Students will have many opportunities to learn about ancient Egyptian culture throughout their time in school. A day will come sometime in middle school when they have the assignment to re-create an ancient Egyptian structure. Middle school is the convergence of math and history that makes a project like this valuable. Teachers use real models and hands-on experience to excite students while they learn. While pyramids seem to have a basic structure, making them look more accurate could possibly mean the difference between passing and failing.
Things You'll Need
Sand paper (if desired)
Clay (if desired)
Begin with a piece of wood or foam core that is big enough for your finished model. Depending on what you have chosen to build your structure from, this should be at least 1 1/2 feet long by 1 1/2 feet wide.

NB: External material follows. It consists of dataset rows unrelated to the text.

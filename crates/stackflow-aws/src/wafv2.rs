//! WAF association cleanup
//!
//! CloudFormation enforces referential integrity: a web ACL still
//! associated with a resource blocks deletion of the WAF stack. Teardown
//! disassociates everything first. Associations that are already gone are
//! warnings, not failures.

use crate::awscli::AwsCli;
use crate::error::{AwsError, Result};
use serde::Deserialize;

/// Output keys under which the WAF stack exports its web ACL ARN
pub const WEB_ACL_ARN_KEY: &str = "WebACLArn";
pub const WEB_ACL_ARN_FALLBACK: &str = "WebAclArn";

/// List the resource ARNs currently associated with a web ACL
pub async fn list_associations(cli: &AwsCli, web_acl_arn: &str) -> Result<Vec<String>> {
    let output = match cli
        .run(&[
            "wafv2",
            "list-resources-for-web-acl",
            "--web-acl-arn",
            web_acl_arn,
        ])
        .await
    {
        Ok(output) => output,
        Err(AwsError::CommandFailed(stderr))
            if stderr.contains("WAFNonexistentItemException") =>
        {
            tracing::warn!("Web ACL {} no longer exists", web_acl_arn);
            return Ok(Vec::new());
        }
        Err(e) => return Err(e),
    };

    let response: ListResourcesResponse = serde_json::from_str(&output)?;
    Ok(response.resource_arns)
}

/// Disassociate every resource from a web ACL
///
/// Returns the number of successful disassociations; individual failures
/// (typically a resource deleted out from under us) are logged and skipped.
pub async fn disassociate_all(cli: &AwsCli, web_acl_arn: &str) -> Result<usize> {
    let resources = list_associations(cli, web_acl_arn).await?;
    let mut disassociated = 0;

    for resource_arn in &resources {
        match cli
            .run(&["wafv2", "disassociate-web-acl", "--resource-arn", resource_arn])
            .await
        {
            Ok(_) => {
                tracing::debug!("Disassociated {}", resource_arn);
                disassociated += 1;
            }
            Err(e) => {
                tracing::warn!("Could not disassociate {}: {}", resource_arn, e);
            }
        }
    }

    Ok(disassociated)
}

#[derive(Debug, Deserialize)]
struct ListResourcesResponse {
    #[serde(rename = "ResourceArns", default)]
    resource_arns: Vec<String>,
}
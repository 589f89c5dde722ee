//! Preflight checks
//!
//! Runs before anything touches AWS: tool, credentials, input files. Each
//! failure cause gets its own message. Nothing has been submitted at this
//! point, so there is nothing to roll back.

use colored::Colorize;
use stackflow_aws::StackDriver;
use stackflow_core::StackRequest;

/// Full preflight for deployments: aws CLI present, credentials valid,
/// template and parameter files on disk
pub async fn run(driver: &StackDriver, req: &StackRequest) -> anyhow::Result<()> {
    check_access(driver).await?;

    if !req.template_path.exists() {
        anyhow::bail!("Template file not found: {}", req.template_path.display());
    }
    println!("  ✓ Template: {}", req.template_path.display().to_string().cyan());

    if !req.parameters_path.exists() {
        anyhow::bail!(
            "Parameter file not found: {}",
            req.parameters_path.display()
        );
    }
    println!(
        "  ✓ Parameters: {}",
        req.parameters_path.display().to_string().cyan()
    );

    Ok(())
}

/// Tool and credential checks only
///
/// Teardown needs no local files; the stack record is the input.
pub async fn check_access(driver: &StackDriver) -> anyhow::Result<()> {
    let identity = driver.cli().check_auth().await?;
    println!(
        "  ✓ Authenticated as {} (account {})",
        identity.arn.cyan(),
        identity.account
    );
    Ok(())
}
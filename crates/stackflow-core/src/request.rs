//! Deployment environment and stack request model
//!
//! A [`StackRequest`] is built once from CLI arguments and passed by
//! reference to every operation. Stack names, template paths and parameter
//! file paths all default deterministically from the environment, so two
//! operators running the same command target the same stack.

use crate::error::CoreError;
use serde::{Deserialize, Serialize};
use std::fmt;
use std::path::PathBuf;
use std::str::FromStr;

/// Stack name prefix for the three-tier architecture stack
pub const THREE_TIER_PREFIX: &str = "three-tier-app";

/// Stack name prefix for the WAF protection stack
pub const WAF_PREFIX: &str = "waf-protection";

/// Stack name prefix for the WAF log-analysis dashboard stack
pub const DASHBOARD_PREFIX: &str = "waf-dashboard";

/// Default provisioning region
pub const DEFAULT_REGION: &str = "us-east-1";

/// Value of the Project tag applied to every stack
pub const PROJECT_TAG: &str = "three-tier-app";

/// Target deployment environment
#[derive(Debug, Clone, Copy, PartialEq, Eq, Serialize, Deserialize)]
#[serde(rename_all = "lowercase")]
pub enum Environment {
    Dev,
    Prod,
}

impl Environment {
    pub fn as_str(&self) -> &'static str {
        match self {
            Environment::Dev => "dev",
            Environment::Prod => "prod",
        }
    }
}

impl fmt::Display for Environment {
    fn fmt(&self, f: &mut fmt::Formatter<'_>) -> fmt::Result {
        f.write_str(self.as_str())
    }
}

impl FromStr for Environment {
    type Err = CoreError;

    fn from_str(s: &str) -> Result<Self, Self::Err> {
        match s {
            "dev" => Ok(Environment::Dev),
            "prod" => Ok(Environment::Prod),
            other => Err(CoreError::InvalidEnvironment(other.to_string())),
        }
    }
}

/// Immutable description of one stack operation target
///
/// Built once at startup; no field changes after construction. The
/// parameter file path is a function of the environment only, never of the
/// stack name override.
#[derive(Debug, Clone)]
pub struct StackRequest {
    pub environment: Environment,
    pub stack_name: String,
    pub region: String,
    pub template_path: PathBuf,
    pub parameters_path: PathBuf,
}

impl StackRequest {
    /// Request for the base three-tier architecture stack
    pub fn three_tier(
        environment: Environment,
        stack_name: Option<String>,
        region: Option<String>,
    ) -> Self {
        Self {
            environment,
            stack_name: stack_name
                .unwrap_or_else(|| default_stack_name(THREE_TIER_PREFIX, environment)),
            region: region.unwrap_or_else(|| DEFAULT_REGION.to_string()),
            template_path: PathBuf::from("cloudformation/three-tier-architecture.yaml"),
            parameters_path: PathBuf::from(format!("parameters/{}-parameters.json", environment)),
        }
    }

    /// Request for the WAF protection stack
    pub fn waf(
        environment: Environment,
        stack_name: Option<String>,
        region: Option<String>,
    ) -> Self {
        Self {
            environment,
            stack_name: stack_name.unwrap_or_else(|| default_stack_name(WAF_PREFIX, environment)),
            region: region.unwrap_or_else(|| DEFAULT_REGION.to_string()),
            template_path: PathBuf::from("cloudformation/waf-protection.yaml"),
            parameters_path: PathBuf::from(format!(
                "parameters/waf-{}-parameters.json",
                environment
            )),
        }
    }

    /// Request for the WAF dashboard stack
    ///
    /// The dashboard is only ever created as an add-on of the WAF stack, so
    /// teardown is the common case here; template and parameter paths are
    /// still populated for completeness.
    pub fn waf_dashboard(environment: Environment, region: Option<String>) -> Self {
        Self {
            environment,
            stack_name: default_stack_name(DASHBOARD_PREFIX, environment),
            region: region.unwrap_or_else(|| DEFAULT_REGION.to_string()),
            template_path: PathBuf::from("cloudformation/waf-dashboard.yaml"),
            parameters_path: PathBuf::from(format!(
                "parameters/waf-{}-parameters.json",
                environment
            )),
        }
    }

    /// Tag set submitted with create/update operations
    pub fn tags(&self) -> Vec<(String, String)> {
        vec![
            ("Environment".to_string(), self.environment.to_string()),
            ("Project".to_string(), PROJECT_TAG.to_string()),
        ]
    }
}

/// Deterministic default stack name: `<prefix>-<environment>`
pub fn default_stack_name(prefix: &str, environment: Environment) -> String {
    format!("{}-{}", prefix, environment)
}
//! Package metadata files
//!
//! A metadata file describes a complete package record in YAML or JSON,
//! including the fields the command line cannot express.

pub mod loader;

pub use loader::{load_metadata, MetadataFormat};
pub mod args;
pub mod runner;

pub use args::{get_args, get_log_level_from_verbose, Args};
pub use runner::{current_user, run};
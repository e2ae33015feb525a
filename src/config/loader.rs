//! Metadata file loading and parsing

use crate::constants::STDIN_INDICATOR;
use crate::error::Result;
use crate::ioutils::read_from;
use crate::package::Package;
use std::path::Path;

#[derive(Debug, Clone, Copy, PartialEq, Eq)]
pub enum MetadataFormat {
    Json,
    Yaml,
}

impl MetadataFormat {
    /// `.json` files are JSON; everything else, stdin included, is YAML.
    pub fn from_path<P: AsRef<Path>>(path: P) -> Self {
        match path.as_ref().extension().and_then(|e| e.to_str()) {
            Some(ext) if ext.eq_ignore_ascii_case("json") => MetadataFormat::Json,
            _ => MetadataFormat::Yaml,
        }
    }

    pub fn parse(&self, content: &str) -> Result<Package> {
        let package = match self {
            MetadataFormat::Json => serde_json::from_str(content)?,
            MetadataFormat::Yaml => serde_yaml::from_str(content)?,
        };
        Ok(package)
    }
}

/// Reads a package record from `path`, or from stdin when `path` is `-`.
pub fn load_metadata<P: AsRef<Path>>(path: P) -> Result<Package> {
    let path = path.as_ref();
    let content = if path.as_os_str() == STDIN_INDICATOR {
        read_from(std::io::stdin())?
    } else {
        std::fs::read_to_string(path)?
    };
    log::debug!("Loaded metadata from '{}'", path.display());
    MetadataFormat::from_path(path).parse(&content)
}
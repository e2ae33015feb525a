use crate::constants::{CMAKELISTS_FILENAME, PACKAGE_MANIFEST_FILENAME};
use crate::error::{Error, Result};
use crate::ioutils::{normalize_key, safe_write_files, NewFiles};
use crate::loader::TemplateLoader;
use crate::package::PackageTemplate;
use crate::renderer::TemplateRenderer;
use crate::template::context::{cmakelists_context, package_xml_context};
use std::path::{Path, PathBuf};

/// Renders the standard package files for one distro.
pub struct PackageProcessor<'a> {
    engine: &'a dyn TemplateRenderer,
    loader: &'a dyn TemplateLoader,
    distro: &'a str,
}

impl<'a> PackageProcessor<'a> {
    pub fn new(
        engine: &'a dyn TemplateRenderer,
        loader: &'a dyn TemplateLoader,
        distro: &'a str,
    ) -> Self {
        Self { engine, loader, distro }
    }

    /// Contents of `package.xml`.
    pub fn create_package_xml(&self, template: &PackageTemplate) -> Result<String> {
        let text = self.loader.read_template(PACKAGE_MANIFEST_FILENAME, self.distro)?;
        self.engine.render(&text, &package_xml_context(template))
    }

    /// Contents of `CMakeLists.txt`.
    pub fn create_cmakelists(&self, template: &PackageTemplate) -> Result<String> {
        let text = self.loader.read_template(CMAKELISTS_FILENAME, self.distro)?;
        self.engine.render(&text, &cmakelists_context(template))
    }

    /// Generated files merged with `overrides`; an override replaces the
    /// generated file at the same relative path, which is then not rendered.
    ///
    /// Override keys are compared and returned without `.` components. Two
    /// overrides naming the same file are rejected.
    pub fn package_files(
        &self,
        template: &PackageTemplate,
        overrides: Option<&NewFiles>,
    ) -> Result<NewFiles> {
        let mut extra = NewFiles::new();
        for (path, content) in overrides.into_iter().flatten() {
            let key = normalize_key(path);
            if extra.contains_key(&key) {
                return Err(Error::FileExists { path: key.display().to_string() });
            }
            extra.insert(key, content.clone());
        }
        let mut files = NewFiles::new();

        let manifest_path = PathBuf::from(PACKAGE_MANIFEST_FILENAME);
        if !extra.contains_key(&manifest_path) {
            files.insert(manifest_path, self.create_package_xml(template)?.into_bytes());
        }
        let cmake_path = PathBuf::from(CMAKELISTS_FILENAME);
        if !extra.contains_key(&cmake_path) {
            files.insert(cmake_path, self.create_cmakelists(template)?.into_bytes());
        }

        files.extend(extra);
        Ok(files)
    }

    /// Renders the package files and writes them below `target_path`.
    pub fn create_package_files<P: AsRef<Path>>(
        &self,
        target_path: P,
        template: &PackageTemplate,
        overrides: Option<&NewFiles>,
    ) -> Result<()> {
        let files = self.package_files(template, overrides)?;
        log::debug!(
            "Creating {} file(s) for '{}' in '{}'",
            files.len(),
            template.package().name,
            target_path.as_ref().display()
        );
        safe_write_files(&files, target_path)
    }
}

Use the marker to place a dot in the center of your foam core. Use the ruler to draw two lines, 12 inches long, making an "x" over the center dot. Now, connect each point of the "x" to make a square. This will be the outline for your pyramid.
Take the sugar cubes and glue a row of cubes along the line. You want the outside of the sugar cube to touch the inside of the square. Glue down the entire first layer of cubes and allow them to dry. It is not necessary to fill in the entire area of the square, just the outline.
Wait for the glue to dry and then lay the next layer. Place the cube half way off the row below it to make it look like steps. Make sure to offset the blocks so there is a solid cube above the seam between the two lower cubes. This will make the pyramid look more authentic. Allow each layer to dry completely before laying the next layer.
Sand the cubes gently if you would like a smoother look to the pyramid, or you can use clay to fill in the space and use the sugar cube structure as a skeleton. Make a triangular point from the clay and attach it to the top cube. Then make "snakes" of clay by rolling it on a flat surface with your hands and place the "snakes" into the steps of the pyramid. Then roll out large pieces of clay and use the ruler to measure out the length of one side of the pyramid and cut it out of the clay. Gently place the piece on the structure and secure into place. Use a butter knife or a clay tool to add horizontal and vertical lines to simulate bricks. Repeat for the three other sides.
Paint the cubes (if you didn't cover them with clay) a light sandy color with acrylic craft paint.
Spread the glue in small sections along the foam core and sprinkle sand over the glue. Continue covering the base with sand until completely covered and allow to dry.
Plaster of Paris can be used to make bricks that can be sanded also. Cast them in an ice cube tray that has been greased with petroleum jelly for easy removal of the bricks.
Take care that you don't move one layer of cubes by pressing on them before they are dry. Any shift in the layers will be noticeable.